If you’re like me, you don’t use the word ‘friend’ lightly. I can count those tried and true on one hand and more on my remaining fingers and toes. But what happens to your sense of friendship when one of your friends walks away?
Recently, I saw a note that said:
“When people walk away from you, let them go… Your destiny is never tied to anyone who leaves you, and it doesn’t mean they are bad people. It just means that their part in your story is over.”
I’ve been in the situation. A woman I had considered a friend decided we weren’t so anymore. She never told me why she stopped speaking to me. She just did. A junior high girl might have sent a representative to inform me of our change in status. But I didn’t get that. And I might have preferred it to an “unfriending” on Facebook. That’s right, with the click of a button, my friend officially abandoned our friendship like an unwanted infant on a doorstep. It almost hurt like a break-up.
The words of the note were like the tender yet firm words that a trusted aunt would say while explaining to you the blows of life. I imagined this aunt saying, “It’s over Boo. Don’t e-mail, don’t call, and don’t message. Let her go.” I also heard this: Stop thinking about the good times and wondering where it all went wrong. You may never know.
As much as the message was like a sad but strengthening fact of life, I wondered if simply letting a person walk away was the right way to deal with a broken relationship. A popular quote says that if something or someone leaves you, let it go. If it comes back to you, then it was really yours to begin with. But what does this say about everything shared between you and this friend? That it was shallow at best? That it wasn’t really “yours”? What does that mean?
Another popular quote says that people come into your life for a reason or a season. But it’s difficult to find solace in the ending of a seasonal friendship when you can’t figure out its purpose. I tried applying one of these life lesson quotes to my situation but none of them worked. I couldn’t conclude that my friend had changed my life in a profound enough way to explain the reason for our “season”. If she had saved me from a desperate situation or answered a burning question I’d carried for years, I would understand better why our friendship had blossomed then wilted. What is the point of a season that ends sharply and leaves no lesson?

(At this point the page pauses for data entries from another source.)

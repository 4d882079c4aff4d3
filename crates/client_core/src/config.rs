use std::{fs, num::NonZeroUsize, path::Path, time::Duration};

use anyhow::{bail, Context};
use serde::Deserialize;
use url::Url;

use crate::{hub::ReconnectPolicy, loader::RetryPolicy, reconciler::BannerTtls};

pub const DEFAULT_CONFIG_PATH: &str = "dashboard.toml";

#[derive(Debug, Clone, PartialEq, Deserialize)]
#[serde(default)]
pub struct DashboardSettings {
    pub api_base_url: String,
    pub hub_url: String,
    pub stream_info_url: Option<String>,
    pub load_retry_attempts: u32,
    pub load_retry_delay_ms: u64,
    pub reconnect_delays_ms: Vec<u64>,
    pub reconnect_forever: bool,
    pub disco_banner_ttl_secs: u64,
    pub robot_banner_ttl_secs: u64,
    pub stream_page_size: usize,
    pub hot_threshold_celsius: f64,
}

impl Default for DashboardSettings {
    fn default() -> Self {
        Self {
            api_base_url: "http://127.0.0.1:5000/api/".into(),
            hub_url: "http://127.0.0.1:5000/monitoringhub".into(),
            stream_info_url: None,
            load_retry_attempts: 3,
            load_retry_delay_ms: 2000,
            reconnect_delays_ms: vec![0, 2000, 5000, 10000],
            reconnect_forever: false,
            disco_banner_ttl_secs: 30,
            robot_banner_ttl_secs: 10,
            stream_page_size: 2,
            hot_threshold_celsius: 24.0,
        }
    }
}

impl DashboardSettings {
    pub fn snapshot_retry(&self) -> RetryPolicy {
        RetryPolicy {
            attempts: self.load_retry_attempts,
            delay: Duration::from_millis(self.load_retry_delay_ms),
        }
    }

    pub fn reconnect_policy(&self) -> ReconnectPolicy {
        ReconnectPolicy {
            delays: self
                .reconnect_delays_ms
                .iter()
                .copied()
                .map(Duration::from_millis)
                .collect(),
            retry_forever: self.reconnect_forever,
        }
    }

    pub fn banner_ttls(&self) -> BannerTtls {
        BannerTtls {
            disco: Duration::from_secs(self.disco_banner_ttl_secs),
            robot_speech: Duration::from_secs(self.robot_banner_ttl_secs),
        }
    }

    pub fn stream_page_size(&self) -> anyhow::Result<NonZeroUsize> {
        NonZeroUsize::new(self.stream_page_size).context("stream_page_size must be greater than zero")
    }

    /// Applies `MONITOR_*` overrides; `lookup` is usually `std::env::var`.
    pub fn apply_overrides(
        &mut self,
        lookup: impl Fn(&str) -> Option<String>,
    ) -> anyhow::Result<()> {
        if let Some(v) = lookup("MONITOR_API_URL") {
            self.api_base_url = v;
        }
        if let Some(v) = lookup("MONITOR_HUB_URL") {
            self.hub_url = v;
        }
        if let Some(v) = lookup("MONITOR_STREAM_INFO_URL") {
            self.stream_info_url = Some(v);
        }
        if let Some(v) = lookup("MONITOR_LOAD_RETRY_ATTEMPTS") {
            self.load_retry_attempts = v
                .trim()
                .parse()
                .with_context(|| format!("invalid MONITOR_LOAD_RETRY_ATTEMPTS '{v}'"))?;
        }
        if let Some(v) = lookup("MONITOR_LOAD_RETRY_DELAY_MS") {
            self.load_retry_delay_ms = v
                .trim()
                .parse()
                .with_context(|| format!("invalid MONITOR_LOAD_RETRY_DELAY_MS '{v}'"))?;
        }
        if let Some(v) = lookup("MONITOR_RECONNECT_DELAYS_MS") {
            self.reconnect_delays_ms = parse_delay_list(&v)
                .with_context(|| format!("invalid MONITOR_RECONNECT_DELAYS_MS '{v}'"))?;
        }
        Ok(())
    }

    pub fn validate(&self) -> anyhow::Result<()> {
        if self.load_retry_attempts == 0 {
            bail!("load_retry_attempts must be at least 1");
        }
        self.stream_page_size()?;
        check_url("api_base_url", &self.api_base_url, &["http", "https"])?;
        check_url("hub_url", &self.hub_url, &["http", "https", "ws", "wss"])?;
        if let Some(stream_info_url) = &self.stream_info_url {
            check_url("stream_info_url", stream_info_url, &["http", "https"])?;
        }
        Ok(())
    }
}

/// Reads `path` (or `dashboard.toml` when present), then environment overrides.
pub fn load_settings(path: Option<&Path>) -> anyhow::Result<DashboardSettings> {
    let mut settings = match path {
        Some(path) => read_settings_file(path)?,
        None if Path::new(DEFAULT_CONFIG_PATH).exists() => {
            read_settings_file(Path::new(DEFAULT_CONFIG_PATH))?
        }
        None => DashboardSettings::default(),
    };
    settings.apply_overrides(|key| std::env::var(key).ok())?;
    Ok(settings)
}

fn read_settings_file(path: &Path) -> anyhow::Result<DashboardSettings> {
    let raw = fs::read_to_string(path)
        .with_context(|| format!("failed to read settings file '{}'", path.display()))?;
    toml::from_str(&raw)
        .with_context(|| format!("failed to parse settings file '{}'", path.display()))
}

fn parse_delay_list(raw: &str) -> anyhow::Result<Vec<u64>> {
    raw.split(',')
        .map(str::trim)
        .filter(|part| !part.is_empty())
        .map(|part| part.parse::<u64>().map_err(anyhow::Error::from))
        .collect()
}

fn check_url(name: &str, raw: &str, schemes: &[&str]) -> anyhow::Result<()> {
    let url = Url::parse(raw).with_context(|| format!("{name} is not a valid url: '{raw}'"))?;
    if !schemes.contains(&url.scheme()) {
        bail!("{name} must use one of {schemes:?}, got '{}'", url.scheme());
    }
    Ok(())
}

#[cfg(test)]
#[path = "tests/config_tests.rs"]
mod tests;
//! UI components for ModelDeck.

pub mod editor;
pub mod env_dialog;
pub mod menu;
pub mod profile_list;
pub mod status;

// Theme-aware colors for the UI
pub mod colors {
    use eframe::egui::{Color32, Visuals};

    /// Accent blue for primary buttons and highlights
    pub const ACCENT: Color32 = Color32::from_rgb(59, 130, 246);

    /// Success green
    pub const SUCCESS: Color32 = Color32::from_rgb(34, 197, 94);

    /// Error red
    pub const ERROR: Color32 = Color32::from_rgb(239, 68, 68);

    /// Get muted text color based on theme
    pub fn muted(visuals: &Visuals) -> Color32 {
        if visuals.dark_mode {
            Color32::from_rgb(156, 163, 175)
        } else {
            Color32::from_rgb(100, 100, 110)
        }
    }
}
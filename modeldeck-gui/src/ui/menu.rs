//! Top menu bar.

use eframe::egui::{self, RichText};

use crate::app::{ModelDeckApp, Theme};
use crate::ui::colors;

/// Render the top menu bar.
pub fn render(app: &mut ModelDeckApp, ui: &mut egui::Ui, ctx: &egui::Context) {
    let has_selection = app.selected.is_some();
    let active = app.store.current_name().map(String::from);

    egui::menu::bar(ui, |ui| {
        // App title/logo
        ui.label(RichText::new("ModelDeck").strong().size(15.0));
        ui.separator();

        // File menu
        ui.menu_button("File", |ui| {
            if ui.button("Import Profiles...").clicked() {
                app.import_profiles();
                ui.close_menu();
            }

            if ui.button("Export Profiles...").clicked() {
                app.export_profiles();
                ui.close_menu();
            }

            ui.separator();

            if ui.button("Quit").clicked() {
                ctx.send_viewport_cmd(egui::ViewportCommand::Close);
            }
        });

        // Profile menu
        ui.menu_button("Profile", |ui| {
            if ui.button("Add...").clicked() {
                app.open_add_editor();
                ui.close_menu();
            }

            if ui
                .add_enabled(has_selection, egui::Button::new("Edit..."))
                .clicked()
            {
                if let Some(name) = app.selected.clone() {
                    app.open_edit_editor(&name);
                }
                ui.close_menu();
            }

            if ui
                .add_enabled(has_selection, egui::Button::new("Delete..."))
                .clicked()
            {
                if let Some(name) = app.selected.clone() {
                    app.request_delete(&name);
                }
                ui.close_menu();
            }

            ui.separator();

            if ui
                .add_enabled(has_selection, egui::Button::new("Set Active"))
                .clicked()
            {
                if let Some(name) = app.selected.clone() {
                    app.activate(&name);
                }
                ui.close_menu();
            }

            if ui
                .add_enabled(active.is_some(), egui::Button::new("Environment Commands..."))
                .clicked()
            {
                app.show_env_commands = true;
                ui.close_menu();
            }
        });

        // View menu
        ui.menu_button("View", |ui| {
            let mut dark_mode = app.theme == Theme::Dark;

            if ui.checkbox(&mut dark_mode, "Dark Mode").changed() {
                app.theme = if dark_mode { Theme::Dark } else { Theme::Light };
                app.apply_theme(ctx);
            }
        });

        // Right-aligned active-profile indicator
        ui.with_layout(egui::Layout::right_to_left(egui::Align::Center), |ui| {
            match &active {
                Some(name) => {
                    ui.label(
                        RichText::new(format!("Active: {}", name))
                            .color(colors::SUCCESS)
                            .size(12.0),
                    );
                }
                None => {
                    ui.label(
                        RichText::new("No active profile")
                            .color(colors::muted(ui.visuals()))
                            .size(12.0),
                    );
                }
            }
        });
    });
}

I also began to wonder, what happened to fighting for those you love? Is there no such thing as reasonable pursuit? At least the person might know they meant something to you. Is it a sappy waste of energy to reach out to a lost friend? Should pride come into play at all?
Sometimes hearing or reading these words of wisdom affirms what we’ve already come to know as true. Other times, questioning is needed. So finally, after all my questioning, I’ve come to a few conclusions.
Letting someone walk away is not an issue of holding onto your pride. Rather, as another more contemporary saying goes, “it is, what it is.” You can’t change someone’s feelings towards you. And often, reaching out will only push them further into their funk. It’s important to realize that even though the other person walked away first, you can’t stand in the same spot forever calling out to them as they go.
I haven’t made any breakthroughs with my former friend. I still care about her but my attempts to communicate have to end for now. The ball is in her court. In the meantime, life is still happening and there are other special people to show love to- one for each finger and toe-maybe even more.
We have to nurture the relationships we have now and enjoy seasons while we’re in them. Sometimes, the transition from summer to winter can take you by surprise. It’s not wrong, it’s not profound. It’s just life.